Deyvson é tatuador há nove anos, adora moto e velocidade. Em 2013, sofreu um acidente de moto e teve que amputar a perna direita. Na época, ele participava de algumas corridas de rua, mas não encarava o esporte com seriedade. Depois do acidente, Deyvson acreditou que a vida não ofereceria motivos para comemorações. Entrou em uma crise de depressão, assim como acontece com a maioria das pessoas que sofre um grande trauma. Aos poucos, felizmente, ele conseguiu retomar a rotina e voltou a exercer a profissão.
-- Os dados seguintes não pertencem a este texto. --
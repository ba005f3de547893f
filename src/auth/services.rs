pub(crate) use crate::auth::dto::{Claims, JwtKeys, TokenKind};
use crate::config::JwtConfig;
use crate::error::AppError;
use crate::state::AppState;
use argon2::{password_hash::SaltString, Argon2, PasswordHash, PasswordHasher, PasswordVerifier};
use axum::{async_trait, extract::{FromRef, FromRequestParts}, http::request::Parts};
use jsonwebtoken::{decode, encode, DecodingKey, EncodingKey, Header, Validation};
use lazy_static::lazy_static;
use rand::rngs::OsRng;
use regex::Regex;
use std::time::Duration;
use time::{Duration as TimeDuration, OffsetDateTime};
use tracing::{debug, error, warn};
use uuid::Uuid;

pub(crate) fn is_valid_email(email: &str) -> bool {
    lazy_static! {
        static ref EMAIL_RE: Regex = Regex::new(r"^[^@\s]+@[^@\s]+\.[^@\s]+$").unwrap();
    }
    EMAIL_RE.is_match(email)
}

pub fn hash_password(plain: &str) -> anyhow::Result<String> {
    let salt = SaltString::generate(&mut OsRng);
    let hash = Argon2::default()
        .hash_password(plain.as_bytes(), &salt)
        .map_err(|e| {
            error!(error = %e, "argon2 hash_password error");
            anyhow::anyhow!(e.to_string())
        })?
        .to_string();
    Ok(hash)
}

pub fn verify_password(plain: &str, hash: &str) -> anyhow::Result<bool> {
    let parsed = PasswordHash::new(hash).map_err(|e| {
        error!(error = %e, "argon2 parse hash error");
        anyhow::anyhow!(e.to_string())
    })?;
    Ok(Argon2::default()
        .verify_password(plain.as_bytes(), &parsed)
        .is_ok())
}

impl FromRef<AppState> for JwtKeys {
    fn from_ref(state: &AppState) -> Self {
        let JwtConfig {
            secret,
            issuer,
            audience,
            ttl_minutes,
            refresh_ttl_minutes,
        } = state.config.jwt.clone();
        Self {
            encoding: EncodingKey::from_secret(secret.as_bytes()),
            decoding: DecodingKey::from_secret(secret.as_bytes()),
            issuer,
            audience,
            access_ttl: Duration::from_secs((ttl_minutes as u64) * 60),
            refresh_ttl: Duration::from_secs((refresh_ttl_minutes as u64) * 60),
        }
    }
}

impl JwtKeys {
    fn sign_with_kind(&self, user_id: Uuid, kind: TokenKind) -> anyhow::Result<String> {
        let now = OffsetDateTime::now_utc();
        let ttl = match kind {
            TokenKind::Access => self.access_ttl,
            TokenKind::Refresh => self.refresh_ttl,
        };
        let exp = now + TimeDuration::seconds(ttl.as_secs() as i64);
        let claims = Claims {
            sub: user_id,
            iat: now.unix_timestamp() as usize,
            exp: exp.unix_timestamp() as usize,
            iss: self.issuer.clone(),
            aud: self.audience.clone(),
            kind,
        };
        let token = encode(&Header::default(), &claims, &self.encoding)?;
        debug!(user_id = %user_id, kind = ?kind, "jwt signed");
        Ok(token)
    }

    pub fn sign_access(&self, user_id: Uuid) -> anyhow::Result<String> {
        self.sign_with_kind(user_id, TokenKind::Access)
    }
    pub fn sign_refresh(&self, user_id: Uuid) -> anyhow::Result<String> {
        self.sign_with_kind(user_id, TokenKind::Refresh)
    }

    pub fn verify(&self, token: &str) -> anyhow::Result<Claims> {
        let mut validation = Validation::default();
        validation.set_audience(std::slice::from_ref(&self.audience));
        validation.set_issuer(std::slice::from_ref(&self.issuer));
        let data = decode::<Claims>(token, &self.decoding, &validation)?;
        debug!(user_id = %data.claims.sub, kind = ?data.claims.kind, "jwt verified");
        Ok(data.claims)
    }

    pub fn verify_refresh(&self, token: &str) -> anyhow::Result<Claims> {
        let claims = self.verify(token)?;
        if claims.kind != TokenKind::Refresh {
            anyhow::bail!("not a refresh token");
        }
        Ok(claims)
    }
}

/// Identity of the caller, taken from a valid access token.
///
/// Read handlers take `Option<AuthUser>` so a missing identity degrades to an
/// empty result instead of a rejection.
#[derive(Debug, Clone, Copy)]
pub struct AuthUser(pub Uuid);

#[async_trait]
impl<S> FromRequestParts<S> for AuthUser
where
    S: Send + Sync,
    JwtKeys: FromRef<S>,
{
    type Rejection = AppError;

    async fn from_request_parts(parts: &mut Parts, state: &S) -> Result<Self, Self::Rejection> {
        let keys = JwtKeys::from_ref(state);
        let auth_header = parts
            .headers
            .get(axum::http::header::AUTHORIZATION)
            .and_then(|v| v.to_str().ok())
            .ok_or(AppError::Unauthenticated)?;

        let token = auth_header
            .strip_prefix("Bearer ")
            .or_else(|| auth_header.strip_prefix("bearer "))
            .ok_or(AppError::Unauthenticated)?;

        let claims = match keys.verify(token) {
            Ok(c) => c,
            Err(_) => {
                warn!("invalid or expired token");
                return Err(AppError::Unauthenticated);
            }
        };

        if claims.kind != TokenKind::Access {
            return Err(AppError::Unauthenticated);
        }

        Ok(AuthUser(claims.sub))
    }
}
Foi em janeiro desse ano, porém, que amigos corredores incentivaram Deyvson a participar de algumas provas. De lá para cá, ele já completou cinco corridas, entre elas os 10km da Corrida das Pontes. Na ocasião, subiu ao pódio pela categoria especial. As oportunidades começaram a surgir e o tatuador passou a vislumbrar um futuro no esporte.

PARA-ATLETISMO

O sonho agora é se tornar referência no para-atletismo. Junto ao amigo e treinador Hebert Thomaz, Deyvson está treinando para disputar um Norte/Nordeste de Para-Atletismo, no segundo semestre. A ideia é investir nos saltos, arremesso e lançamento até eles conseguirem o dinheiro suficiente para comprar a prótese. “Depois vou treinar para as provas de velocidade. É disso que eu gosto”, concluiu o para-atleta.